Sep 25, 2022Liked by Douglas Farrow

Beautifully written, throughout Parts 1 and 2. Thank you. I was reminded in Part 1 of Robinson Jeffers's poem "The Purse Seine," published in 1938. (The line breaks below are the result of tech boundaries, not the poet's intent.)

Our sardine fishermen work at night in the dark of the moon; daylight or moonlight

They could not tell where to spread the net, unable to see the phosphorescence of the shoals of fish.

They work northward from Monterey, coasting Santa Cruz; off New Year's Point or off Pigeon Point

The look-out man will see some lakes of milk-color light on the sea's night-purple; he points, and the helmsman

Turns the dark prow, the motor-boat circles the gleaming shoal and drifts out her seine-net. They close the circle

And purse the bottom of the net, then with great labor haul it in.

I cannot tell you

How beautiful the scene is, and a little terrible, then, when the crowded fish

Know they are caught, and wildly beat from one wall to the other of their closing destiny the phosphorescent

Water to a pool of flame, each beautiful slender body sheeted with flame, like a live rocket

A comet's tail wake of clear yellow flame; while outside the narrowing

Floats and cordage of the net great sea-lions come up to watch, sighing in the dark; the vast walls of night

Stand erect to the stars.

Lately I was looking from a night mountain-top

On a wide city, the colored splendor, galaxies of light: how could I help but recall the seine-net

Gathering the luminous fish? I cannot tell you how beautiful the city appeared, and a little terrible.
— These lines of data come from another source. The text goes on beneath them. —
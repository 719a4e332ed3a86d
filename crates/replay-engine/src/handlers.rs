use std::panic::{catch_unwind, AssertUnwindSafe};
use std::sync::Arc;

use core_types::{ExecutionSummary, Lifecycle, Progress, Step, StepExecutionResult};
use tracing::error;

type StepStartFn = Arc<dyn Fn(&Step, usize) + Send + Sync>;
type StepCompleteFn = Arc<dyn Fn(&StepExecutionResult) + Send + Sync>;
type ProgressFn = Arc<dyn Fn(&Progress) + Send + Sync>;
type CompleteFn = Arc<dyn Fn(&ExecutionSummary) + Send + Sync>;
type ErrorFn = Arc<dyn Fn(&StepExecutionResult) + Send + Sync>;
type StateChangeFn = Arc<dyn Fn(Lifecycle, Lifecycle) + Send + Sync>;

/// Handlers fire synchronously in registration order on the same task as
/// the state change (§5 ordering guarantees). A handler that panics is
/// logged and swallowed — it never aborts the loop.
///
/// Entries are `Arc`-boxed so the engine can clone a cheap snapshot out
/// from under its registration lock before invoking them: a handler that
/// calls back into the engine (e.g. `pause()` from `on_step_complete`)
/// must never run while the registration lock it would need is held.
#[derive(Clone, Default)]
pub struct EngineHandlers {
    on_step_start: Vec<StepStartFn>,
    on_step_complete: Vec<StepCompleteFn>,
    on_progress: Vec<ProgressFn>,
    on_complete: Vec<CompleteFn>,
    on_error: Vec<ErrorFn>,
    on_state_change: Vec<StateChangeFn>,
}

impl EngineHandlers {
    pub fn on_step_start(&mut self, f: impl Fn(&Step, usize) + Send + Sync + 'static) {
        self.on_step_start.push(Arc::new(f));
    }

    pub fn on_step_complete(&mut self, f: impl Fn(&StepExecutionResult) + Send + Sync + 'static) {
        self.on_step_complete.push(Arc::new(f));
    }

    pub fn on_progress(&mut self, f: impl Fn(&Progress) + Send + Sync + 'static) {
        self.on_progress.push(Arc::new(f));
    }

    pub fn on_complete(&mut self, f: impl Fn(&ExecutionSummary) + Send + Sync + 'static) {
        self.on_complete.push(Arc::new(f));
    }

    pub fn on_error(&mut self, f: impl Fn(&StepExecutionResult) + Send + Sync + 'static) {
        self.on_error.push(Arc::new(f));
    }

    pub fn on_state_change(&mut self, f: impl Fn(Lifecycle, Lifecycle) + Send + Sync + 'static) {
        self.on_state_change.push(Arc::new(f));
    }

    pub fn fire_step_start(&self, step: &Step, index: usize) {
        for handler in &self.on_step_start {
            guard(|| handler(step, index));
        }
    }

    pub fn fire_step_complete(&self, result: &StepExecutionResult) {
        for handler in &self.on_step_complete {
            guard(|| handler(result));
        }
    }

    pub fn fire_progress(&self, progress: &Progress) {
        for handler in &self.on_progress {
            guard(|| handler(progress));
        }
    }

    pub fn fire_complete(&self, summary: &ExecutionSummary) {
        for handler in &self.on_complete {
            guard(|| handler(summary));
        }
    }

    pub fn fire_error(&self, result: &StepExecutionResult) {
        for handler in &self.on_error {
            guard(|| handler(result));
        }
    }

    pub fn fire_state_change(&self, from: Lifecycle, to: Lifecycle) {
        for handler in &self.on_state_change {
            guard(|| handler(from, to));
        }
    }
}

fn guard(f: impl FnOnce()) {
    if let Err(payload) = catch_unwind(AssertUnwindSafe(f)) {
        let message = payload
            .downcast_ref::<&str>()
            .map(|s| s.to_string())
            .or_else(|| payload.downcast_ref::<String>().cloned())
            .unwrap_or_else(|| "handler panicked".to_string());
        error!(handler_error = %message, "replay engine handler panicked; continuing");
    }
}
I thought, We have geared the machines and locked all together into interdependence; we have built the great cities; now

There is no escape. We have gathered vast populations incapable of free survival, insulated

From the strong earth, each person in himself helpless, on all dependent. The circle is closed, and the net

Is being hauled in. They hardly feel the cords drawing, yet they shine already. The inevitable mass-disasters

Will not come in our time nor in our children's, but we and our children

Must watch the net draw narrower, government take all powers,—or revolution, and the new government

Take more than all, add to kept bodies kept souls,—or anarchy, the mass-disasters.

These things are Progress;

Do you marvel our verse is troubled or frowning, while it keeps its reason? Or it lets go, lets the mood flow

In the manner of the recent young men into mere hysteria, splintered gleams, crackled laughter. But they are quite wrong.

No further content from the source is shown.